Lisa Gesik enjoys Facebook as a diversion from the stress in her life, including the stress from the knowledge her former husband, Michael Gladney, will soon get out of prison. Gladney has been ordered to have no contact with Gesik or their daughter.
But Gladney has managed to have two Facebook pages from behind bars and the social media site has become a place of fear for Gesik.
"I woke up, went to click on Facebook to play a game and there was his picture wanting to be my friend," Gesik said.
In June, Facebook suggested she become "friends" with her former husband who finishes his 7 ½ year sentence in January for kidnapping Gesik and their daughter near where they lived in Newport.
As an inmate at the Columbia River Correctional Institution near the Portland airport, Gladney, like every other Oregon prisoner, isn't allowed free-reign access to the Internet. But there he was anyway on Facebook – not once, but twice. The second time, the spelling of his last name was changed to "Gladknee."
"In June, and I had that shut down. And then he had another one open by September," Gesik said. "He should not victimize us over and over from prison like that. I don't even know how he can."
She thought her ex-husband might have Facebook access through one of the Internet kiosks inside Oregon prisons, but those don't have keyboards. The computers are locked down and are limited to housing and employment websites for inmates who are just about to get out.
Gesik thought that maybe he was using a smuggled cell phone to access Facebook. Guards detected five smuggled cell phones in Oregon prisons last year but none of them were used to access Facebook.

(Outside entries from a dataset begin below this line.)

use crate::app::preferences::api_base_url;
use crate::app::{use_locale, use_toasts};
use crate::components::daisy::Card;
use crate::core::config::AppConfig;
use crate::core::format::rupees;
use crate::features::payment::state::{CheckoutOptions, PaymentState};
use crate::services::checkout::{create_order, ensure_script, open_checkout};
use gloo::console;
use yew::platform::spawn_local;
use yew::prelude::*;

#[function_component(PaymentPage)]
pub(crate) fn payment_page() -> Html {
    let locale = use_locale();
    let toasts = use_toasts();
    let config = use_memo(|_| AppConfig::from_build_env(), ());
    let state = use_state(PaymentState::default);

    {
        let src = config.checkout_script_url;
        use_effect_with_deps(
            move |_| {
                if let Err(err) = ensure_script(src) {
                    console::error!("checkout script injection failed", err.to_string());
                }
                || ()
            },
            (),
        );
    }

    let on_pay = {
        let state = state.clone();
        let config = config.clone();
        let success_label = locale.t("paymentSuccess");
        Callback::from(move |_: MouseEvent| {
            if state.processing {
                return;
            }
            state.set(PaymentState { processing: true });
            let state = state.clone();
            let config = config.clone();
            let success_label = success_label.clone();
            let toasts = toasts.clone();
            spawn_local(async move {
                let result = match create_order(&api_base_url(), &config).await {
                    Ok(order_id) => {
                        open_checkout(&CheckoutOptions::for_order(&config, order_id), success_label)
                    }
                    Err(err) => Err(err),
                };
                if let Err(err) = result {
                    console::error!("checkout failed", format!("{err:#}"));
                    toasts.error(err.to_string());
                }
                state.set(PaymentState::default());
            });
        })
    };

    html! {
        <div class="flex justify-center py-12">
            <Card class="w-full max-w-md text-center" title={locale.t("paymentPortal")}>
                <p class="opacity-80">{locale.t("amountToPay")}</p>
                <p class="text-4xl font-bold">{rupees(f64::from(config.amount_rupees))}</p>
                <button
                    type="button"
                    class="btn btn-primary w-full"
                    disabled={state.processing}
                    onclick={on_pay}
                >
                    {locale.t(state.button_key())}
                </button>
            </Card>
        </div>
    }
}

So how does Gladney have Facebook pages? The prison says the answer is simple:
"Inmates that have Facebook accounts in the community have participated in that with family and friends, and they are the ones that are creating and maintaining these Facebook pages for the inmates," said Tonya Sly, a Department of Corrections spokeswoman. "The inmates don't have access to the Internet here."
According to the prison, someone on the outside must be making Gladney's Facebook page for him.
When corrections officers find out about such websites, they notify Facebook, which shuts them down. But it's not soon enough for victims like Gesik who are trying to move on.
There are other websites that post biographies of inmates in hopes of getting people to write those inmates letters. Inmates can only contact those websites through the mail or have someone on the outside do it for them.